The platform offers a vision of a Canada in 2030 where homes and businesses are all powered by renewable energy, all new vehicles and public transit and passenger ferries are electric and most food is locally sourced.

Green Party Leader Elizabeth May joins climate change activists and students as they gather in Calgary for a protest and "die-in", on the steps of the Calgary Municipal Building in Calgary on Friday, Sept. 20, 2019. (Dave Chidley/Canadian Press)
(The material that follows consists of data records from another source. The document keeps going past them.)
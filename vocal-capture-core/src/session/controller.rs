use std::sync::Arc;

use parking_lot::Mutex;

use crate::models::audio_models::{CaptureDiagnostics, ContextState};
use crate::models::config::EngineConfig;
use crate::models::error::{CaptureError, SessionError};
use crate::models::options::RecordingOptions;
use crate::models::recording_result::{RecordingHandle, RecordingResult};
use crate::models::state::RecordingState;
use crate::session::capture_session::CaptureSession;
use crate::session::context_manager::ContextManager;
use crate::traits::audio_context::ContextFactory;
use crate::traits::media_devices::MediaDevices;
use crate::traits::permissions::PermissionQuery;
use crate::traits::recorder::RecorderFactory;
use crate::traits::session_observer::SessionObserver;

/// The recording API the studio UI binds to.
///
/// Wraps a [`CaptureSession`] and the shared [`ContextManager`], keeps the
/// last failure as a [`SessionError`] with user-facing text, and exposes the
/// observable values a recording panel renders.
pub struct SessionController<F, D, R, P>
where
    F: ContextFactory,
    D: MediaDevices,
    R: RecorderFactory,
    P: PermissionQuery,
{
    contexts: Arc<ContextManager<F>>,
    session: CaptureSession<F, D, R, P>,
    error: Mutex<Option<SessionError>>,
}

impl<F, D, R, P> SessionController<F, D, R, P>
where
    F: ContextFactory,
    D: MediaDevices,
    R: RecorderFactory,
    P: PermissionQuery,
{
    pub fn new(
        config: EngineConfig,
        context_factory: F,
        devices: D,
        recorders: R,
        permissions: P,
    ) -> Result<Self, CaptureError> {
        config.validate().map_err(CaptureError::ConfigurationFailed)?;
        let contexts = Arc::new(ContextManager::new(context_factory, config.context_options()));
        let session = CaptureSession::new(config, Arc::clone(&contexts), devices, recorders, permissions);
        Ok(Self {
            contexts,
            session,
            error: Mutex::new(None),
        })
    }

    pub fn set_observer(&mut self, observer: Arc<dyn SessionObserver>) {
        self.session.set_observer(observer);
    }

    /// Start a recording. Clears any previous error first.
    pub async fn start_recording(&self, options: RecordingOptions) -> Result<RecordingHandle, SessionError> {
        *self.error.lock() = None;
        self.session.start(options).await.map_err(|e| self.record_error(e))
    }

    pub async fn stop_recording(&self) -> Result<RecordingResult, SessionError> {
        self.session.stop().await.map_err(|e| self.record_error(e))
    }

    /// Stop any recording, release the microphone, then close the audio
    /// context. Never fails.
    pub async fn cleanup(&self) {
        self.session.cleanup().await;
        self.contexts.close().await;
    }

    /// The last failure, if any.
    pub fn error(&self) -> Option<SessionError> {
        self.error.lock().clone()
    }

    pub fn state(&self) -> RecordingState {
        self.session.state()
    }

    pub fn is_recording(&self) -> bool {
        self.session.is_recording()
    }

    pub fn recording_time(&self) -> f64 {
        self.session.recording_time()
    }

    pub fn audio_level(&self) -> f32 {
        self.session.levels().average
    }

    pub fn peak_level(&self) -> f32 {
        self.session.levels().peak
    }

    pub fn context_state(&self) -> ContextState {
        self.contexts.state()
    }

    /// Create the audio context if needed and resume it. Call only from a
    /// user gesture.
    pub async fn resume_context(&self) -> bool {
        let resumed = match self.contexts.ensure_context() {
            Ok(_) => self.contexts.resume().await,
            Err(e) => Err(e),
        };
        match resumed {
            Ok(running) => running,
            Err(e) => {
                log::warn!("Cannot resume audio context: {}", e);
                self.record_error(e.into());
                false
            }
        }
    }

    pub fn needs_user_interaction(&self) -> bool {
        self.contexts.needs_user_interaction()
    }

    pub async fn diagnostics(&self) -> CaptureDiagnostics {
        self.session.diagnostics().await
    }

    fn record_error(&self, kind: CaptureError) -> SessionError {
        let error = SessionError::from(kind);
        *self.error.lock() = Some(error.clone());
        error
    }
}

#[cfg(test)]
mod tests {
    use super::*;
    use crate::models::error::DeviceError;
    use crate::sim::{SimSettings, SimulatedPlatform};
    use crate::traits::audio_context::AudioContext;
    use std::time::Duration;

    type SimController = SessionController<SimulatedPlatform, SimulatedPlatform, SimulatedPlatform, SimulatedPlatform>;

    fn controller(platform: &SimulatedPlatform) -> SimController {
        SessionController::new(
            EngineConfig::default(),
            platform.clone(),
            platform.clone(),
            platform.clone(),
            platform.clone(),
        )
        .unwrap()
    }

    #[test]
    fn invalid_config_is_rejected() {
        let platform = SimulatedPlatform::default();
        let config = EngineConfig {
            fft_size: 500,
            ..Default::default()
        };

        let result = SessionController::new(config, platform.clone(), platform.clone(), platform.clone(), platform);

        assert!(matches!(result, Err(CaptureError::ConfigurationFailed(_))));
    }

    #[tokio::test(start_paused = true)]
    async fn records_and_reports_progress() {
        let platform = SimulatedPlatform::default();
        platform.set_frequency_data(vec![102; 256]);
        let controller = controller(&platform);

        controller.start_recording(RecordingOptions::default()).await.unwrap();
        tokio::time::sleep(Duration::from_millis(220)).await;

        assert!(controller.is_recording());
        assert!((controller.recording_time() - 0.2).abs() < 1e-9);
        assert!((controller.audio_level() - 0.4).abs() < 1e-6);
        assert!((controller.peak_level() - 0.4).abs() < 1e-6);

        platform.emit_chunk(vec![0; 64]);
        let result = controller.stop_recording().await.unwrap();

        assert_eq!(result.raw.len(), 64);
        assert!(!controller.is_recording());
        assert_eq!(controller.audio_level(), 0.0);
        assert_eq!(controller.error(), None);
    }

    #[tokio::test]
    async fn failure_is_stored_with_remediation_text() {
        let platform = SimulatedPlatform::new(SimSettings {
            device_error: Some(DeviceError::NotAllowed),
            ..Default::default()
        });
        let controller = controller(&platform);

        let err = controller.start_recording(RecordingOptions::default()).await.unwrap_err();

        assert_eq!(err.kind, CaptureError::PermissionDenied);
        assert!(err.message.starts_with("Microphone access denied. To fix this:"));
        assert_eq!(controller.error(), Some(err));
        assert!(!controller.is_recording());
    }

    #[tokio::test]
    async fn repeated_failures_show_the_same_message() {
        let platform = SimulatedPlatform::new(SimSettings {
            device_error: Some(DeviceError::Other("first".into())),
            ..Default::default()
        });
        let controller = controller(&platform);

        let first = controller.start_recording(RecordingOptions::default()).await.unwrap_err();
        platform.configure(|s| s.device_error = Some(DeviceError::Other("second".into())));
        let second = controller.start_recording(RecordingOptions::default()).await.unwrap_err();

        assert_ne!(first.kind, second.kind);
        assert_eq!(first.message, second.message);
    }

    #[tokio::test(start_paused = true)]
    async fn new_start_clears_previous_error() {
        let platform = SimulatedPlatform::default();
        let controller = controller(&platform);
        controller.stop_recording().await.unwrap_err();
        assert_eq!(controller.error().map(|e| e.kind), Some(CaptureError::NoActiveSession));

        controller.start_recording(RecordingOptions::default()).await.unwrap();

        assert_eq!(controller.error(), None);
    }

    #[tokio::test(start_paused = true)]
    async fn cleanup_releases_stream_before_closing_context() {
        let platform = SimulatedPlatform::default();
        let controller = controller(&platform);
        controller.start_recording(RecordingOptions::default()).await.unwrap();
        platform.emit_chunk(vec![0; 4]);

        controller.cleanup().await;

        assert!(!controller.is_recording());
        assert_eq!(platform.streams()[0].track_stop_counts(), vec![1]);
        assert_eq!(controller.context_state(), ContextState::Closed);
        assert_eq!(platform.last_context().unwrap().state(), ContextState::Closed);
        assert_eq!(controller.error(), None);
    }

    #[tokio::test(start_paused = true)]
    async fn recording_after_cleanup_reports_closed_context() {
        let platform = SimulatedPlatform::default();
        let controller = controller(&platform);
        controller.start_recording(RecordingOptions::default()).await.unwrap();
        controller.cleanup().await;

        let err = controller.start_recording(RecordingOptions::default()).await.unwrap_err();

        assert_eq!(err.kind, CaptureError::ContextClosed);
        assert!(!controller.resume_context().await);
        assert_eq!(platform.contexts().len(), 1);
        assert_eq!(controller.context_state(), ContextState::Closed);
        assert_eq!(platform.streams().len(), 1);
    }

    #[tokio::test(start_paused = true)]
    async fn abandoned_stop_does_not_block_the_next_recording() {
        let platform = SimulatedPlatform::new(SimSettings {
            decode_latency: Duration::from_secs(5),
            ..Default::default()
        });
        let controller = controller(&platform);
        controller.start_recording(RecordingOptions::default()).await.unwrap();
        platform.emit_chunk(vec![0; 8]);

        let stopped = tokio::time::timeout(Duration::from_millis(100), controller.stop_recording()).await;
        assert!(stopped.is_err());
        assert_eq!(controller.state(), RecordingState::Idle);

        platform.configure(|s| s.decode_latency = Duration::ZERO);
        controller.start_recording(RecordingOptions::default()).await.unwrap();
        platform.emit_chunk(vec![0; 8]);
        let result = controller.stop_recording().await.unwrap();

        assert_eq!(result.raw.len(), 8);
        assert_eq!(controller.error(), None);
    }

    #[tokio::test]
    async fn cleanup_twice_is_harmless() {
        let platform = SimulatedPlatform::default();
        let controller = controller(&platform);

        controller.cleanup().await;
        controller.cleanup().await;

        assert!(!controller.is_recording());
    }

    #[tokio::test]
    async fn resume_context_runs_suspended_audio() {
        let platform = SimulatedPlatform::new(SimSettings {
            initial_context_state: ContextState::Suspended,
            ..Default::default()
        });
        let controller = controller(&platform);
        assert!(controller.needs_user_interaction());

        assert!(controller.resume_context().await);

        assert!(!controller.needs_user_interaction());
        assert_eq!(controller.context_state(), ContextState::Running);
    }

    #[tokio::test]
    async fn resume_context_reports_init_failure() {
        let platform = SimulatedPlatform::new(SimSettings {
            context_init_error: Some("no audio hardware".into()),
            ..Default::default()
        });
        let controller = controller(&platform);

        assert!(!controller.resume_context().await);

        assert_eq!(
            controller.error().map(|e| e.kind),
            Some(CaptureError::ContextInit("no audio hardware".into()))
        );
    }

    #[tokio::test]
    async fn diagnostics_pass_through() {
        let platform = SimulatedPlatform::default();
        platform.configure(|s| s.input_devices = None);
        let controller = controller(&platform);

        let report = controller.diagnostics().await;

        assert!(report.capture_supported);
        assert_eq!(report.input_devices, None);
        assert_eq!(report.selected_mime_type.as_deref(), Some("audio/webm"));
    }
}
The platform says a Green government would pass into law a Climate Change Act that would require a 60-per-cent cut in emissions below 2005 levels by 2030, doubling the current 30 per cent target.

No new pipelines, or coal, oil or gas drilling or mining, including offshore wells, would be approved under a Green government. The party is also promising to ban all gas-powered — internal combustion engine — cars by 2030.

The Green Party is also promising to institute national pharmacare, a promise it says will cost some $27 billion a year.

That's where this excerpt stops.